Task instructions:
Filter this data down to the lines that hold "items", and copy them.

Supplied data:
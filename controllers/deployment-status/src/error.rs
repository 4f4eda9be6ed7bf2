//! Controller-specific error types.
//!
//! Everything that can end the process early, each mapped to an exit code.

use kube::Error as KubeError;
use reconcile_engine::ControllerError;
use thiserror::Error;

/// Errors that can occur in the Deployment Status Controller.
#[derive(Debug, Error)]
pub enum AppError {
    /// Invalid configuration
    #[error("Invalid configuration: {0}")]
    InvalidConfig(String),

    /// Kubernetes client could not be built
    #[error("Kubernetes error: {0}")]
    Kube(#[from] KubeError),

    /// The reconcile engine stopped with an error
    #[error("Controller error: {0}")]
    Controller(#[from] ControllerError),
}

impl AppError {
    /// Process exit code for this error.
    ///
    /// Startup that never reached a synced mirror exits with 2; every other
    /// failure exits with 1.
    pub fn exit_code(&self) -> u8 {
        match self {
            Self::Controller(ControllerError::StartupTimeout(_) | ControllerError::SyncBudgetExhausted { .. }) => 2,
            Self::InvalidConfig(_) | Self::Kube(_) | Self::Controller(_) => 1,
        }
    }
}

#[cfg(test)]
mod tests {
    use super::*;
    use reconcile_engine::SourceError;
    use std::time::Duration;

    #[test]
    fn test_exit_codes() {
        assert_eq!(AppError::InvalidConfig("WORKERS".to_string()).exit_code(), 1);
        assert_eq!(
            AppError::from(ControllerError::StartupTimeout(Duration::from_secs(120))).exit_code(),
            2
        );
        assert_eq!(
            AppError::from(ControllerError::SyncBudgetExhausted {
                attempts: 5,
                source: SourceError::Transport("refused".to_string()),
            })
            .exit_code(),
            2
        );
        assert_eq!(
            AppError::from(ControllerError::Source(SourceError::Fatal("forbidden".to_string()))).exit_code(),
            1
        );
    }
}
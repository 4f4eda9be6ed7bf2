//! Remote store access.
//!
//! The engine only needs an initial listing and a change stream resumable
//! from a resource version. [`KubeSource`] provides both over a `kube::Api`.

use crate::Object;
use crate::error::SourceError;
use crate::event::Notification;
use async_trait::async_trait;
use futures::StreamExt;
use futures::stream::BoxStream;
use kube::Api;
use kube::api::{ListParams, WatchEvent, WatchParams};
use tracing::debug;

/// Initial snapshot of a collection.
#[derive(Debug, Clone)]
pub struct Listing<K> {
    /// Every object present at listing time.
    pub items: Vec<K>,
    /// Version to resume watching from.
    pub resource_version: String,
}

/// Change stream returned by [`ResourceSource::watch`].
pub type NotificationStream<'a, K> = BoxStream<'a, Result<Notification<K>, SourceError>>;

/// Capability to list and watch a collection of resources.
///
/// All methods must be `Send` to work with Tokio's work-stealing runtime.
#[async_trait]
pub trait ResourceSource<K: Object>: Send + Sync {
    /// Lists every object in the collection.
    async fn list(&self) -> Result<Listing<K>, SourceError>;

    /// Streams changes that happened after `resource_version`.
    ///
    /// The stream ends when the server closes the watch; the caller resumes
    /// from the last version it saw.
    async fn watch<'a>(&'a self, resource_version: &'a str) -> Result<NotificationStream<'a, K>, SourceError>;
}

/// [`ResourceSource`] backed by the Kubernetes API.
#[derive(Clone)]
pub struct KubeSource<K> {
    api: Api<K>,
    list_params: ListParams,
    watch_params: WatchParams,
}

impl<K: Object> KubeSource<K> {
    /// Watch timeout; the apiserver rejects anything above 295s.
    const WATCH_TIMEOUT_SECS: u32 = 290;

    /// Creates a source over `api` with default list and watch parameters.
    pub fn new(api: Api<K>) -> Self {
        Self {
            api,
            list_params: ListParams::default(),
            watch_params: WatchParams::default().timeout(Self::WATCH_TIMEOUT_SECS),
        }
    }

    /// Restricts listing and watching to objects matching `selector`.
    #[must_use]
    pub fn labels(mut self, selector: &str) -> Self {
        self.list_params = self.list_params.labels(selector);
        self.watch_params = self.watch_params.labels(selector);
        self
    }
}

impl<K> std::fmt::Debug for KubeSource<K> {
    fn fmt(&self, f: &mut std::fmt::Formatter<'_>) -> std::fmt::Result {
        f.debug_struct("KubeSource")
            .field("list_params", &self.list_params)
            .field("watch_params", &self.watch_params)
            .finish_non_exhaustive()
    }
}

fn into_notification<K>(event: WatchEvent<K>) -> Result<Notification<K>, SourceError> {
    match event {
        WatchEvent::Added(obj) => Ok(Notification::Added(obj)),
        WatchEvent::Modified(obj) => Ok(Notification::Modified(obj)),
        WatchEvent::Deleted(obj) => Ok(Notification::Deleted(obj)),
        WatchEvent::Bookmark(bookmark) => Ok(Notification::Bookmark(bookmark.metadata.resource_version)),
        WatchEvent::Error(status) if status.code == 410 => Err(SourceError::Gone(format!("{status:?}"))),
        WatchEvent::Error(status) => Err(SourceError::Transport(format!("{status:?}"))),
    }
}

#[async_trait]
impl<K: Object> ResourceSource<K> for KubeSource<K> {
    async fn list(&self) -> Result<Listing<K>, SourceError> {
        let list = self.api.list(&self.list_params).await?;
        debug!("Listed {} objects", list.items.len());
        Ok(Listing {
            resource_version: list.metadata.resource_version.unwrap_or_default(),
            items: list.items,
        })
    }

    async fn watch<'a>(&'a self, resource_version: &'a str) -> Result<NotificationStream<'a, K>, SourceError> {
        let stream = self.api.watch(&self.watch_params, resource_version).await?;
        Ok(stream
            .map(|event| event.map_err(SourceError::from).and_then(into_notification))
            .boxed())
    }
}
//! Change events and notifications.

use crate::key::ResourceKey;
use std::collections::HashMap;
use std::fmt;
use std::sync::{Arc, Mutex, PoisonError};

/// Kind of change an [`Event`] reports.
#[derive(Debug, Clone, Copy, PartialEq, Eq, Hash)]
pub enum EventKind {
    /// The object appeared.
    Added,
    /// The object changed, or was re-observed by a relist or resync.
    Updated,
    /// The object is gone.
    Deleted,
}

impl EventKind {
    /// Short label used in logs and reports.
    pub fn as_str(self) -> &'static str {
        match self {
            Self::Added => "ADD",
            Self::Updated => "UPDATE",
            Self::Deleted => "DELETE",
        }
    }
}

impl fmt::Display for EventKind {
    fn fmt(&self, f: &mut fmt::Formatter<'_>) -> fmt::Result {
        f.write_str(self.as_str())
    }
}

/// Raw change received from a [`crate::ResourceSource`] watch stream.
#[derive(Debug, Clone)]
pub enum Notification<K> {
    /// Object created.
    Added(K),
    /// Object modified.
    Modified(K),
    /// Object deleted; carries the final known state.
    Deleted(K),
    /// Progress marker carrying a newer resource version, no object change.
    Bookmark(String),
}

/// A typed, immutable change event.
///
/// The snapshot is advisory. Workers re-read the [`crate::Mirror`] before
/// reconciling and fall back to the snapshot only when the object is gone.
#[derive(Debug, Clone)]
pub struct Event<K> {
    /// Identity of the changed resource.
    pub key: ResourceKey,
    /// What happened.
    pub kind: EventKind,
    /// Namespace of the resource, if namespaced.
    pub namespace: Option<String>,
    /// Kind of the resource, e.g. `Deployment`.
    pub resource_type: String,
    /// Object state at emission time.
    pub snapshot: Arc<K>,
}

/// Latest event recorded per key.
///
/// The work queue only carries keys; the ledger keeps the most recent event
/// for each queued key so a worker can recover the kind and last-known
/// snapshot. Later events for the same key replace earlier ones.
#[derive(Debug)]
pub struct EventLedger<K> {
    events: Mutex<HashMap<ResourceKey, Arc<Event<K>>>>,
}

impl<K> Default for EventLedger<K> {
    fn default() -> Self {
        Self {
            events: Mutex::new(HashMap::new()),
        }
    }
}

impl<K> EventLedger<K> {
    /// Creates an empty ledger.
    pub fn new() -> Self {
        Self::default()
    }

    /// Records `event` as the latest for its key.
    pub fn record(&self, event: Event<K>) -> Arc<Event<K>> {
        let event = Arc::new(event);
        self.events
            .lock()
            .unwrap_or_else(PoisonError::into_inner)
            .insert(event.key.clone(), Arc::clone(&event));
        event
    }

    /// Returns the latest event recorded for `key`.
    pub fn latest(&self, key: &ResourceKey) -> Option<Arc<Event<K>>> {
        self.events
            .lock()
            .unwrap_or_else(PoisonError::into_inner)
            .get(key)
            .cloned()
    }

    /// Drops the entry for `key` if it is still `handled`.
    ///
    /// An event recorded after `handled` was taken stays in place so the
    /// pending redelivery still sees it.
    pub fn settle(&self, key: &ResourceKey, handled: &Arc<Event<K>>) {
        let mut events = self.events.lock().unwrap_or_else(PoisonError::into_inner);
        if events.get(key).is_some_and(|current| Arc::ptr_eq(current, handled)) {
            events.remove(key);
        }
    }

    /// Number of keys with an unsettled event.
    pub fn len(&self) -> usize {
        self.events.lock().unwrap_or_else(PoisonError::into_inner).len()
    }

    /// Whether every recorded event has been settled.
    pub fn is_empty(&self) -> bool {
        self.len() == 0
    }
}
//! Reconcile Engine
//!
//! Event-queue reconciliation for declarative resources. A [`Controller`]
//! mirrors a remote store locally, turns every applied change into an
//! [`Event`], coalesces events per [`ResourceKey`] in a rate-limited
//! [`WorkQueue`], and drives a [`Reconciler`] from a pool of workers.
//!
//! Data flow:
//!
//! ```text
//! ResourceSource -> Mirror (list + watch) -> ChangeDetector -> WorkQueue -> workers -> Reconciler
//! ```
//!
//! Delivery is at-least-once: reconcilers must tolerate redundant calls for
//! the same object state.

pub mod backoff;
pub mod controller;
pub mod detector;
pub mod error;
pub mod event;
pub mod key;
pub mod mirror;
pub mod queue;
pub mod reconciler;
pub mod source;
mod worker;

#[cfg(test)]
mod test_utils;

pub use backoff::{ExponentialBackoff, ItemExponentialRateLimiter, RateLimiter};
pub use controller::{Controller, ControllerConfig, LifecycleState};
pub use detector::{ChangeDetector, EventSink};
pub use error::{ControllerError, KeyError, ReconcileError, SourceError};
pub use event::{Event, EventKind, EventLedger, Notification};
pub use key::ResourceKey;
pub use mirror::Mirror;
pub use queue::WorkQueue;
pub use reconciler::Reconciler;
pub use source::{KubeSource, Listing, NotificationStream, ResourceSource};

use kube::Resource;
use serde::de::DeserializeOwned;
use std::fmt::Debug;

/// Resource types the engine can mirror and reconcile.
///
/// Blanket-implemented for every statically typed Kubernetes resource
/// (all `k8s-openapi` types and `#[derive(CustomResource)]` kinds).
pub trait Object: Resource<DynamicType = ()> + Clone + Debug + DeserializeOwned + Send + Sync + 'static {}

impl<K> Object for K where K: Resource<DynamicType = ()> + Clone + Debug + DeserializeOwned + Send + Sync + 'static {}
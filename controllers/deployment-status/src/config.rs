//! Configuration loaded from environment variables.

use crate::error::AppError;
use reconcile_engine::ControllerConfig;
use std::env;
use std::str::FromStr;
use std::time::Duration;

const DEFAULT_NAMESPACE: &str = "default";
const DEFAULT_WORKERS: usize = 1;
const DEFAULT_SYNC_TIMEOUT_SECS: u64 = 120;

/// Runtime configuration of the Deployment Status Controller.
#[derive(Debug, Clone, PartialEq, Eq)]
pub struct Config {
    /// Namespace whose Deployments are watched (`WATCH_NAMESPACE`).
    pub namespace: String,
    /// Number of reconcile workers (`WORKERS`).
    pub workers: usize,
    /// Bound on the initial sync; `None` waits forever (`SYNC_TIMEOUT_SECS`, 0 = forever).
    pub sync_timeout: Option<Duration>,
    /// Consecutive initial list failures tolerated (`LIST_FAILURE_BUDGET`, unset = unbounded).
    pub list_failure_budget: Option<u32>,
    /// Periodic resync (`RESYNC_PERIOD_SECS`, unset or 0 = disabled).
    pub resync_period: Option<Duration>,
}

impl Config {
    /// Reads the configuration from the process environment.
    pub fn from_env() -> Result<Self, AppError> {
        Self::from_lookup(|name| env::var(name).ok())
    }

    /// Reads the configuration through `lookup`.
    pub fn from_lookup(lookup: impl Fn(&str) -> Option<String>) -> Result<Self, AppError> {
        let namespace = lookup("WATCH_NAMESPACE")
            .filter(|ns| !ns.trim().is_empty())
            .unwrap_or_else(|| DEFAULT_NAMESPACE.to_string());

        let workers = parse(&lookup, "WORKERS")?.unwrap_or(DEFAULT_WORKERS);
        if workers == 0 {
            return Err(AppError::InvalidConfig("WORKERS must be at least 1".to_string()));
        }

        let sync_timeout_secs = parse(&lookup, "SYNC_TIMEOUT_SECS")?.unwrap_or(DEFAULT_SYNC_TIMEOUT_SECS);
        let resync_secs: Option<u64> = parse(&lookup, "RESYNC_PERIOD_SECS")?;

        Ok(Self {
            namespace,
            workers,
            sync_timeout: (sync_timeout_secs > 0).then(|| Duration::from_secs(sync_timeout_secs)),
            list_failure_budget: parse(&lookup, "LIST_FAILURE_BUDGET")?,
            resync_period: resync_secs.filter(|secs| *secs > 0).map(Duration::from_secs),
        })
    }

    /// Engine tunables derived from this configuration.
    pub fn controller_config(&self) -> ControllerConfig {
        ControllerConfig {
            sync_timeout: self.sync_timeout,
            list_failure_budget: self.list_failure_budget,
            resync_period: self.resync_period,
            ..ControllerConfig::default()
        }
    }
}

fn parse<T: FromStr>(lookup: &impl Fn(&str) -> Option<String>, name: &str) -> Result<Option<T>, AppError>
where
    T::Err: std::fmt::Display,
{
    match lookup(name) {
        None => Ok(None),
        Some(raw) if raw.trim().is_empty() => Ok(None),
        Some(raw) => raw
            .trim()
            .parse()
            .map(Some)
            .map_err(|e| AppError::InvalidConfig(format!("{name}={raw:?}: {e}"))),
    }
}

Answer section:
    pub items: Vec<K>,
        debug!("Listed {} objects", list.items.len());
            items: list.items,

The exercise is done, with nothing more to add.